Task details
Give again, word for word, every line below from the one that has "pub fn status_code(&self)" through the one that has "Возвращает корневую ошибку.", both included, and no others.

Material for the task
■ ■ ■

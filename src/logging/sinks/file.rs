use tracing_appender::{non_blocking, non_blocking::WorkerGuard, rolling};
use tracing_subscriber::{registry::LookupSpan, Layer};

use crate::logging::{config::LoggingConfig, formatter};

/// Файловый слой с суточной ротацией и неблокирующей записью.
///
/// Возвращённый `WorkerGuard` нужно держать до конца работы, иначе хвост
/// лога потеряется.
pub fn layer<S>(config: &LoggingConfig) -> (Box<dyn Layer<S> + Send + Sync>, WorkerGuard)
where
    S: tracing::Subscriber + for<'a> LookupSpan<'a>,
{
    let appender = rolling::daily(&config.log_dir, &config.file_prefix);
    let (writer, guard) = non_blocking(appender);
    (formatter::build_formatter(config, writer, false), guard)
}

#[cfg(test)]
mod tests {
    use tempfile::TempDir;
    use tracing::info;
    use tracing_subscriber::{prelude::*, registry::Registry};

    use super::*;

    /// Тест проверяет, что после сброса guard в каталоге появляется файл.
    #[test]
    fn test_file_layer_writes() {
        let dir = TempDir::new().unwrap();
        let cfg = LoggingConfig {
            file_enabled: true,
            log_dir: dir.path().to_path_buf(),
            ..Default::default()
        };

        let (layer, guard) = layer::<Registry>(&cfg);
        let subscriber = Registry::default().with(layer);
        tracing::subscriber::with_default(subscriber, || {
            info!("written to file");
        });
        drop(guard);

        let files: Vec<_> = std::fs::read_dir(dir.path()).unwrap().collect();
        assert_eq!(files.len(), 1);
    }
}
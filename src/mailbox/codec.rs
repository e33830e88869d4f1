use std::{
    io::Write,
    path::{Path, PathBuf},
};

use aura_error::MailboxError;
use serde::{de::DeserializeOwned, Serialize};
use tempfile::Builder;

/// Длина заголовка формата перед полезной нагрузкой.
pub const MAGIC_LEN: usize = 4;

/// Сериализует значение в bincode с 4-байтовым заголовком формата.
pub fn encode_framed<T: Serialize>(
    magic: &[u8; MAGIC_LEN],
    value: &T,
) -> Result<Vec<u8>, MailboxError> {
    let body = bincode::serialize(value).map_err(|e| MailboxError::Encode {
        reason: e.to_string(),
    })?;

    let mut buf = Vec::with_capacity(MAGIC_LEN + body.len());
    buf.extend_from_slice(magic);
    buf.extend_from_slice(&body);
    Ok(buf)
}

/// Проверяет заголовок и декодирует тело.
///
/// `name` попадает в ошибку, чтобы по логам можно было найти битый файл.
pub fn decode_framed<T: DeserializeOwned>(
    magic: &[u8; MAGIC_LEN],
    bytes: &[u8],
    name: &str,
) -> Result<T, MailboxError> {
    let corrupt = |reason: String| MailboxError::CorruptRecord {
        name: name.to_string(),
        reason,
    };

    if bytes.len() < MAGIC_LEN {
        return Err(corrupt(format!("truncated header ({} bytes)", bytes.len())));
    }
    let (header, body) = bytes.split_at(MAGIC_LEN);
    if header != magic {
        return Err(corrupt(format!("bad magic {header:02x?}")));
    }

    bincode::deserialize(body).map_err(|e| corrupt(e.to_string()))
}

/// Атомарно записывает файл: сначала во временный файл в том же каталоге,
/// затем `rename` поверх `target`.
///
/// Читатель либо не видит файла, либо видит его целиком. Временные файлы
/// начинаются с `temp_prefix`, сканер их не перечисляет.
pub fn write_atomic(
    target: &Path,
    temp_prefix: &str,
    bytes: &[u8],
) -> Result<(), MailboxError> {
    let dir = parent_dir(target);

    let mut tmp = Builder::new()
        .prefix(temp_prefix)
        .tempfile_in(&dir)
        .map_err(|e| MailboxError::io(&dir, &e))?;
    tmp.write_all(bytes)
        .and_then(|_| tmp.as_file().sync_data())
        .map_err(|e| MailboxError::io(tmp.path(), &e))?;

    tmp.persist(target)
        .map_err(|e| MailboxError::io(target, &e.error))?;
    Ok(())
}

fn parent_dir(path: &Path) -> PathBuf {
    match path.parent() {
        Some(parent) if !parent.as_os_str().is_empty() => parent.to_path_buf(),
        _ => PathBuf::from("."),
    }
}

■ ■ ■

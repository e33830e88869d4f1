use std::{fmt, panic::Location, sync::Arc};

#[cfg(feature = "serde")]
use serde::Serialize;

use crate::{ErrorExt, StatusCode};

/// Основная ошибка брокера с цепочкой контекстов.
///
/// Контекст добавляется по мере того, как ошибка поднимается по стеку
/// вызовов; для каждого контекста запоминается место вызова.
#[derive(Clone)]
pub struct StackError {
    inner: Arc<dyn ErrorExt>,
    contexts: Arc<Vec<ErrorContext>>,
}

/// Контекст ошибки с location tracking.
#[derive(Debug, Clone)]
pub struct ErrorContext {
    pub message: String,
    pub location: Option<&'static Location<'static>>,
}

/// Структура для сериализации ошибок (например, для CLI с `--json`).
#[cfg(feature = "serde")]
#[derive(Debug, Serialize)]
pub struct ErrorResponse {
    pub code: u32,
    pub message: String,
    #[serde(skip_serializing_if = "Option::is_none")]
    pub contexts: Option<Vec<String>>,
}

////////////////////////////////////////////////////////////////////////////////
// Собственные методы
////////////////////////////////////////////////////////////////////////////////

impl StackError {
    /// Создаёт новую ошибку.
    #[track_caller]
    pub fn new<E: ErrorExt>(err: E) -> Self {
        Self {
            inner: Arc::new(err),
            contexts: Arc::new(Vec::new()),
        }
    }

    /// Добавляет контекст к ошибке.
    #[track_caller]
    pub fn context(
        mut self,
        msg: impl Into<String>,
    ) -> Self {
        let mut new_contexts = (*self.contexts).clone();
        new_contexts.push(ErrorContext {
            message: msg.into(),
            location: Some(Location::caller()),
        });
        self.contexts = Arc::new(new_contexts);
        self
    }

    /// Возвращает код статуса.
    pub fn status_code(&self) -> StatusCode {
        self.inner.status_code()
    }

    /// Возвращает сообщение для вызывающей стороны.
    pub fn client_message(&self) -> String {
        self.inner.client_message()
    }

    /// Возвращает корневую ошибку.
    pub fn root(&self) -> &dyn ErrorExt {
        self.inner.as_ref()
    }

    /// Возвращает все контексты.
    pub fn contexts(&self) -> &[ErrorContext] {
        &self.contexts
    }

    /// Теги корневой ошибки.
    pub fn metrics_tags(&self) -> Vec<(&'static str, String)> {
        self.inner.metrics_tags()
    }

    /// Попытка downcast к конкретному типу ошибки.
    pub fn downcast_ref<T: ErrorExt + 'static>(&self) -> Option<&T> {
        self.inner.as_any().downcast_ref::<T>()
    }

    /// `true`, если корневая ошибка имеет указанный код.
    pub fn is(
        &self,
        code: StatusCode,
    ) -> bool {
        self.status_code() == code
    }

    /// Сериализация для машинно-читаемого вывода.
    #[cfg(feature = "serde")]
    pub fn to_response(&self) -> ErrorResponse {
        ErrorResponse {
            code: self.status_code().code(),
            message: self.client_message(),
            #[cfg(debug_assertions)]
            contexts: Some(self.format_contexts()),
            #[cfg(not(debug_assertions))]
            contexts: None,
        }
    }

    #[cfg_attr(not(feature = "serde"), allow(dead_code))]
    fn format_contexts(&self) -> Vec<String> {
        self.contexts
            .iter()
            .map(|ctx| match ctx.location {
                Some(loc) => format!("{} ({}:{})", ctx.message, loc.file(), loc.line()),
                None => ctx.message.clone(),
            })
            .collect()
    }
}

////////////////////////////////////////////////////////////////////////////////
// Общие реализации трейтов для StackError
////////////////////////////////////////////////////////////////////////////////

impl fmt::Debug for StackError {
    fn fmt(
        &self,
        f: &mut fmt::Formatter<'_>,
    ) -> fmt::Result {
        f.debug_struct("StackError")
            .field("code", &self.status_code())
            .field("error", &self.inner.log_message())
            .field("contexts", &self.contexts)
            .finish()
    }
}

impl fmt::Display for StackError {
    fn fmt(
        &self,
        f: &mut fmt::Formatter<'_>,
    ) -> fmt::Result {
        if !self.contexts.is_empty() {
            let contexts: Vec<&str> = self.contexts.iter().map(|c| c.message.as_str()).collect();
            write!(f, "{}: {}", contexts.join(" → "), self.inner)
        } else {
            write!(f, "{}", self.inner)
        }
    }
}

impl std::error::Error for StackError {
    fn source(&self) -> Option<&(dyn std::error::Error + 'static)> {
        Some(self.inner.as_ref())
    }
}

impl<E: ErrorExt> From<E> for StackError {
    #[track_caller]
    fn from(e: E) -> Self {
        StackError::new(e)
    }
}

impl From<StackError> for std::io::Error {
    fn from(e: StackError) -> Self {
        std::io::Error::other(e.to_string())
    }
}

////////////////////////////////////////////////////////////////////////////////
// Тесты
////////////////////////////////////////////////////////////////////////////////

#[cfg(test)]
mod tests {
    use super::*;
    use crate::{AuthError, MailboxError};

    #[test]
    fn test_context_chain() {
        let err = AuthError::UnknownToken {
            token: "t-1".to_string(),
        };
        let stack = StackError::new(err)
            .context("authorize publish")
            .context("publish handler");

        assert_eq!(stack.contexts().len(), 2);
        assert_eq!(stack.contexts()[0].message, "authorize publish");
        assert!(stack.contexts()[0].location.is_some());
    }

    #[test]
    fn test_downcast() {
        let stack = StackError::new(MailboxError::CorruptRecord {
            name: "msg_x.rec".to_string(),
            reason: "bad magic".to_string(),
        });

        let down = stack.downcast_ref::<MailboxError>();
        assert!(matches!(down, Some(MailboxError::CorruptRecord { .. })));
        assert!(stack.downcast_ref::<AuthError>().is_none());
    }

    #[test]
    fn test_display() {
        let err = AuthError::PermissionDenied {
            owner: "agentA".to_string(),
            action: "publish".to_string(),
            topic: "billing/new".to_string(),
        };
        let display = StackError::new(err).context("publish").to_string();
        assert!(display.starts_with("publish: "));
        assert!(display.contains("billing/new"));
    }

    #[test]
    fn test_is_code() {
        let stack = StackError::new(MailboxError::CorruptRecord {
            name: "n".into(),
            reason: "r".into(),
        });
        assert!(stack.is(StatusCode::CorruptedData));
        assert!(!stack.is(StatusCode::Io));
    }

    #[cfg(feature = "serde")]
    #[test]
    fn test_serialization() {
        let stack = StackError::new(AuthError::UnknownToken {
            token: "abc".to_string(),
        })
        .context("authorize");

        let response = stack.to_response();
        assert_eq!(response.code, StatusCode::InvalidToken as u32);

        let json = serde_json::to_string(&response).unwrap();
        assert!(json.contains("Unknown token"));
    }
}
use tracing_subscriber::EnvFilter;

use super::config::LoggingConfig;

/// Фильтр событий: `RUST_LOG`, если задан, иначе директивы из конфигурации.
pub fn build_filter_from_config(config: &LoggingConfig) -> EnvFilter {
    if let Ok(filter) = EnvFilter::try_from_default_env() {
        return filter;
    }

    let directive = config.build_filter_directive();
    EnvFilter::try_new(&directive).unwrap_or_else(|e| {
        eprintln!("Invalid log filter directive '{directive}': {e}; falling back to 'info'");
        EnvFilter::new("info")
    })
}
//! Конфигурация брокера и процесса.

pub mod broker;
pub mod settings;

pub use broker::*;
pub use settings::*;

■ ■ ■

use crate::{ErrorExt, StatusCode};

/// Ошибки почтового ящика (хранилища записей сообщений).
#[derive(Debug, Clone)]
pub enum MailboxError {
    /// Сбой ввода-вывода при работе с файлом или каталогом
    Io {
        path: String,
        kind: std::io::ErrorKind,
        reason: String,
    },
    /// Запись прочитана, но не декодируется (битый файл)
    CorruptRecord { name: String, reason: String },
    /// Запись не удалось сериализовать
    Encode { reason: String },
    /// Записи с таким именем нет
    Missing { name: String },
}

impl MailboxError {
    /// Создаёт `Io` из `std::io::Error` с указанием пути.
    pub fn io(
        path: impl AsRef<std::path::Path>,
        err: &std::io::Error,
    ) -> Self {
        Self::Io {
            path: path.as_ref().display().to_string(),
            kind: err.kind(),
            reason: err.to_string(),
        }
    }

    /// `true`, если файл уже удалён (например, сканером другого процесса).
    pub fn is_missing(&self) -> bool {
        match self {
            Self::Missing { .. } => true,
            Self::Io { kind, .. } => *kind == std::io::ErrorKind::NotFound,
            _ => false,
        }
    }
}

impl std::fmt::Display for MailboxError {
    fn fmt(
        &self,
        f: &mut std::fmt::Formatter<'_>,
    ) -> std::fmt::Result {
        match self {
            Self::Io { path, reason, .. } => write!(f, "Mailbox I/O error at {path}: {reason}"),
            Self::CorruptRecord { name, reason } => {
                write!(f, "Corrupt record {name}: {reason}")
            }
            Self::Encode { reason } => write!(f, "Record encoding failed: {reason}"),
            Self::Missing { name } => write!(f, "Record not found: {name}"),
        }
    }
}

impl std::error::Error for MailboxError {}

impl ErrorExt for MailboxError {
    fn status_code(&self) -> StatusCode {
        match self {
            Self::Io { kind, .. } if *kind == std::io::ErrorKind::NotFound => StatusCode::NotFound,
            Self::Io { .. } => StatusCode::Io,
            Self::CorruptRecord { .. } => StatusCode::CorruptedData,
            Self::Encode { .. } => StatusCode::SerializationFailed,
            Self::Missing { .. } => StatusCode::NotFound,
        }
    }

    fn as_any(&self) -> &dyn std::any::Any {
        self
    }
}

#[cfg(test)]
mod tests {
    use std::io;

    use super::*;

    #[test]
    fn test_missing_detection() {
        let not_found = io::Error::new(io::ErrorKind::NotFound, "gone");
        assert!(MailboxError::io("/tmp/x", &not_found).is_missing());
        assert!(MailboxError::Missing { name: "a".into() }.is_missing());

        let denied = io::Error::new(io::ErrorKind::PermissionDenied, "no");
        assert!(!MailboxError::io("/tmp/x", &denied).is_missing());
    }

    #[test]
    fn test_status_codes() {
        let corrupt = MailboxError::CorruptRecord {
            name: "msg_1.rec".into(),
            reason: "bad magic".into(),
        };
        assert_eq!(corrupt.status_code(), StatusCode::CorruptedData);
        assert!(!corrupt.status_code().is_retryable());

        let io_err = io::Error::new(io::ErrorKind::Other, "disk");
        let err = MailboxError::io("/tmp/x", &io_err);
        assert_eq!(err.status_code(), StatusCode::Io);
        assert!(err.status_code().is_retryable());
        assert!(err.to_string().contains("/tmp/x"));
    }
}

■ ■ ■

Exercise response
    pub fn status_code(&self) -> StatusCode {
        self.inner.status_code()
    }

    /// Возвращает сообщение для вызывающей стороны.
    pub fn client_message(&self) -> String {
        self.inner.client_message()
    }

    /// Возвращает корневую ошибку.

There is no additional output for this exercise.